[[ Records, beginning ]]

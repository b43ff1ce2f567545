//! Request governance: the single entry point for outbound searches.
//!
//! # Data Flow
//! ```text
//! SearchRequest
//!     → pagination.rs (resolve page, enforce ceilings; never dispatched on failure)
//!     → fingerprint (resource + canonical body)
//!     → ResponseCache lookup (hit returns without limiter or transport)
//!     → RetryingExecutor (permit → transport → classify → backoff)
//!     → ResponseCache store (success only)
//! ```
//!
//! # Design Decisions
//! - The governor owns its limiter, cache and transport; no globals
//! - Failures are never cached
//! - Each call runs in a span tagged with a fresh request ID

pub mod pagination;
pub mod request;

use std::time::{Duration, Instant};

use serde_json::Value;
use tokio_util::sync::CancellationToken;
use tracing::Instrument;
use uuid::Uuid;

use crate::cache::{canonical_json, fingerprint, CacheStats, ResponseCache};
use crate::config::{validate_config, ConfigError, GovernorConfig, PaginationConfig};
use crate::error::{GovernorError, GovernorResult};
use crate::observability::metrics;
use crate::resilience::rate_limiter::{LimiterState, RateLimiter};
use crate::resilience::retries::{RetryPolicy, RetryingExecutor};
use crate::transport::{Transport, TransportRequest};

pub use pagination::{resolve_page, Page};
pub use request::{Resource, SearchRequest};

/// Rate-limited, cached, retrying access to the search API.
pub struct RequestGovernor<T> {
    transport: T,
    limiter: RateLimiter,
    cache: ResponseCache<Value>,
    pagination: PaginationConfig,
    attempt_timeout: Duration,
}

impl<T: Transport> RequestGovernor<T> {
    /// Validate `config` and build a governor around `transport`.
    pub fn new(config: &GovernorConfig, transport: T) -> Result<Self, ConfigError> {
        validate_config(config).map_err(ConfigError::Validation)?;

        let limiter = RateLimiter::from_config(&config.rate_limit)?;
        let cache = ResponseCache::new(&config.cache);

        tracing::info!(
            requests_per_second = config.rate_limit.requests_per_second,
            burst_capacity = config.rate_limit.burst_capacity,
            cache_enabled = config.cache.enabled,
            cache_max_entries = config.cache.max_entries,
            "Request governor ready"
        );

        Ok(Self {
            transport,
            limiter,
            cache,
            pagination: config.pagination.clone(),
            attempt_timeout: config.api.timeout(),
        })
    }

    /// Execute `request`, serving from cache when possible.
    pub async fn execute(&self, request: &SearchRequest, policy: &RetryPolicy) -> GovernorResult<Value> {
        self.execute_with_cancel(request, policy, &CancellationToken::new())
            .await
    }

    /// Like [`execute`](Self::execute), abandoning the call once `cancel` fires.
    pub async fn execute_with_cancel(
        &self,
        request: &SearchRequest,
        policy: &RetryPolicy,
        cancel: &CancellationToken,
    ) -> GovernorResult<Value> {
        let span = tracing::info_span!(
            "governed_request",
            request_id = %Uuid::new_v4(),
            resource = %request.resource,
        );
        self.dispatch(request, policy, cancel).instrument(span).await
    }

    /// Fetch the first record matching `criteria`.
    ///
    /// Searches with a page size of one; an empty result set is `NotFound`.
    pub async fn fetch_one(
        &self,
        resource: Resource,
        criteria: Value,
        policy: &RetryPolicy,
    ) -> GovernorResult<Value> {
        let request = SearchRequest::new(resource, criteria).limit(1);
        let response = self.execute(&request, policy).await?;

        response
            .get("results")
            .and_then(Value::as_array)
            .and_then(|results| results.first())
            .cloned()
            .ok_or_else(|| GovernorError::NotFound {
                target: format!("{} matching {}", resource, canonical_json(&request.criteria)),
            })
    }

    /// Drop the cached response for `request`. Returns whether one was present.
    pub fn invalidate(&self, request: &SearchRequest) -> bool {
        match self.cache_key(request) {
            Ok(key) => self.cache.delete(&key),
            Err(_) => false,
        }
    }

    pub fn clear_cache(&self) {
        self.cache.clear();
    }

    pub fn limiter_state(&self) -> LimiterState {
        self.limiter.state()
    }

    pub fn cache_stats(&self) -> CacheStats {
        self.cache.stats()
    }

    async fn dispatch(
        &self,
        request: &SearchRequest,
        policy: &RetryPolicy,
        cancel: &CancellationToken,
    ) -> GovernorResult<Value> {
        let start = Instant::now();
        let resource = request.resource.as_str();

        let prepared = policy
            .validate()
            .and_then(|()| resolve_page(request, &self.pagination));
        let page = match prepared {
            Ok(page) => page,
            Err(e) => {
                tracing::warn!(error = %e, "Request rejected before dispatch");
                metrics::record_request(resource, "rejected", start);
                return Err(e);
            }
        };

        let body = request.body(page);
        let key = fingerprint(resource, &body);

        if let Some(cached) = self.cache.get(&key) {
            metrics::record_request(resource, "cache_hit", start);
            return Ok(cached);
        }

        let transport_request = TransportRequest::post(request.resource.path(), body);
        let executor = RetryingExecutor::new(&self.transport, &self.limiter, self.attempt_timeout);

        match executor.run(&transport_request, policy, cancel).await {
            Ok(response) => {
                self.cache.set(&key, response.clone(), None);
                metrics::record_request(resource, "success", start);
                tracing::debug!(
                    offset = page.offset,
                    limit = page.limit,
                    elapsed_ms = start.elapsed().as_millis() as u64,
                    "Request completed"
                );
                Ok(response)
            }
            Err(e) => {
                metrics::record_request(resource, e.kind().as_str(), start);
                Err(e)
            }
        }
    }

    fn cache_key(&self, request: &SearchRequest) -> GovernorResult<String> {
        let page = resolve_page(request, &self.pagination)?;
        Ok(fingerprint(request.resource.as_str(), &request.body(page)))
    }
}

impl<T> std::fmt::Debug for RequestGovernor<T> {
    fn fmt(&self, f: &mut std::fmt::Formatter<'_>) -> std::fmt::Result {
        f.debug_struct("RequestGovernor")
            .field("limiter", &self.limiter)
            .field("cache", &self.cache)
            .field("attempt_timeout", &self.attempt_timeout)
            .finish()
    }
}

[[ Records, end ]]

Extract all of the data above without altering anything.

__Reply__
repository b43ff1ce2f567545
//! Request governance: the single entry point for outbound searches.
//!
//! # Data Flow
//! ```text
//! SearchRequest
//!     → pagination.rs (resolve page, enforce ceilings; never dispatched on failure)
//!     → fingerprint (resource + canonical body)
//!     → ResponseCache lookup (hit returns without limiter or transport)
//!     → RetryingExecutor (permit → transport → classify → backoff)
//!     → ResponseCache store (success only)
//! ```
//!
//! # Design Decisions
//! - The governor owns its limiter, cache and transport; no globals
//! - Failures are never cached
//! - Each call runs in a span tagged with a fresh request ID

pub mod pagination;
pub mod request;

use std::time::{Duration, Instant};

use serde_json::Value;
use tokio_util::sync::CancellationToken;
use tracing::Instrument;
use uuid::Uuid;

use crate::cache::{canonical_json, fingerprint, CacheStats, ResponseCache};
use crate::config::{validate_config, ConfigError, GovernorConfig, PaginationConfig};
use crate::error::{GovernorError, GovernorResult};
use crate::observability::metrics;
use crate::resilience::rate_limiter::{LimiterState, RateLimiter};
use crate::resilience::retries::{RetryPolicy, RetryingExecutor};
use crate::transport::{Transport, TransportRequest};

pub use pagination::{resolve_page, Page};
pub use request::{Resource, SearchRequest};

/// Rate-limited, cached, retrying access to the search API.
pub struct RequestGovernor<T> {
    transport: T,
    limiter: RateLimiter,
    cache: ResponseCache<Value>,
    pagination: PaginationConfig,
    attempt_timeout: Duration,
}

impl<T: Transport> RequestGovernor<T> {
    /// Validate `config` and build a governor around `transport`.
    pub fn new(config: &GovernorConfig, transport: T) -> Result<Self, ConfigError> {
        validate_config(config).map_err(ConfigError::Validation)?;

        let limiter = RateLimiter::from_config(&config.rate_limit)?;
        let cache = ResponseCache::new(&config.cache);

        tracing::info!(
            requests_per_second = config.rate_limit.requests_per_second,
            burst_capacity = config.rate_limit.burst_capacity,
            cache_enabled = config.cache.enabled,
            cache_max_entries = config.cache.max_entries,
            "Request governor ready"
        );

        Ok(Self {
            transport,
            limiter,
            cache,
            pagination: config.pagination.clone(),
            attempt_timeout: config.api.timeout(),
        })
    }

    /// Execute `request`, serving from cache when possible.
    pub async fn execute(&self, request: &SearchRequest, policy: &RetryPolicy) -> GovernorResult<Value> {
        self.execute_with_cancel(request, policy, &CancellationToken::new())
            .await
    }

    /// Like [`execute`](Self::execute), abandoning the call once `cancel` fires.
    pub async fn execute_with_cancel(
        &self,
        request: &SearchRequest,
        policy: &RetryPolicy,
        cancel: &CancellationToken,
    ) -> GovernorResult<Value> {
        let span = tracing::info_span!(
            "governed_request",
            request_id = %Uuid::new_v4(),
            resource = %request.resource,
        );
        self.dispatch(request, policy, cancel).instrument(span).await
    }

    /// Fetch the first record matching `criteria`.
    ///
    /// Searches with a page size of one; an empty result set is `NotFound`.
    pub async fn fetch_one(
        &self,
        resource: Resource,
        criteria: Value,
        policy: &RetryPolicy,
    ) -> GovernorResult<Value> {
        let request = SearchRequest::new(resource, criteria).limit(1);
        let response = self.execute(&request, policy).await?;

        response
            .get("results")
            .and_then(Value::as_array)
            .and_then(|results| results.first())
            .cloned()
            .ok_or_else(|| GovernorError::NotFound {
                target: format!("{} matching {}", resource, canonical_json(&request.criteria)),
            })
    }

    /// Drop the cached response for `request`. Returns whether one was present.
    pub fn invalidate(&self, request: &SearchRequest) -> bool {
        match self.cache_key(request) {
            Ok(key) => self.cache.delete(&key),
            Err(_) => false,
        }
    }

    pub fn clear_cache(&self) {
        self.cache.clear();
    }

    pub fn limiter_state(&self) -> LimiterState {
        self.limiter.state()
    }

    pub fn cache_stats(&self) -> CacheStats {
        self.cache.stats()
    }

    async fn dispatch(
        &self,
        request: &SearchRequest,
        policy: &RetryPolicy,
        cancel: &CancellationToken,
    ) -> GovernorResult<Value> {
        let start = Instant::now();
        let resource = request.resource.as_str();

        let prepared = policy
            .validate()
            .and_then(|()| resolve_page(request, &self.pagination));
        let page = match prepared {
            Ok(page) => page,
            Err(e) => {
                tracing::warn!(error = %e, "Request rejected before dispatch");
                metrics::record_request(resource, "rejected", start);
                return Err(e);
            }
        };

        let body = request.body(page);
        let key = fingerprint(resource, &body);

        if let Some(cached) = self.cache.get(&key) {
            metrics::record_request(resource, "cache_hit", start);
            return Ok(cached);
        }

        let transport_request = TransportRequest::post(request.resource.path(), body);
        let executor = RetryingExecutor::new(&self.transport, &self.limiter, self.attempt_timeout);

        match executor.run(&transport_request, policy, cancel).await {
            Ok(response) => {
                self.cache.set(&key, response.clone(), None);
                metrics::record_request(resource, "success", start);
                tracing::debug!(
                    offset = page.offset,
                    limit = page.limit,
                    elapsed_ms = start.elapsed().as_millis() as u64,
                    "Request completed"
                );
                Ok(response)
            }
            Err(e) => {
                metrics::record_request(resource, e.kind().as_str(), start);
                Err(e)
            }
        }
    }

    fn cache_key(&self, request: &SearchRequest) -> GovernorResult<String> {
        let page = resolve_page(request, &self.pagination)?;
        Ok(fingerprint(request.resource.as_str(), &request.body(page)))
    }
}

impl<T> std::fmt::Debug for RequestGovernor<T> {
    fn fmt(&self, f: &mut std::fmt::Formatter<'_>) -> std::fmt::Result {
        f.debug_struct("RequestGovernor")
            .field("limiter", &self.limiter)
            .field("cache", &self.cache)
            .field("attempt_timeout", &self.attempt_timeout)
            .finish()
    }
}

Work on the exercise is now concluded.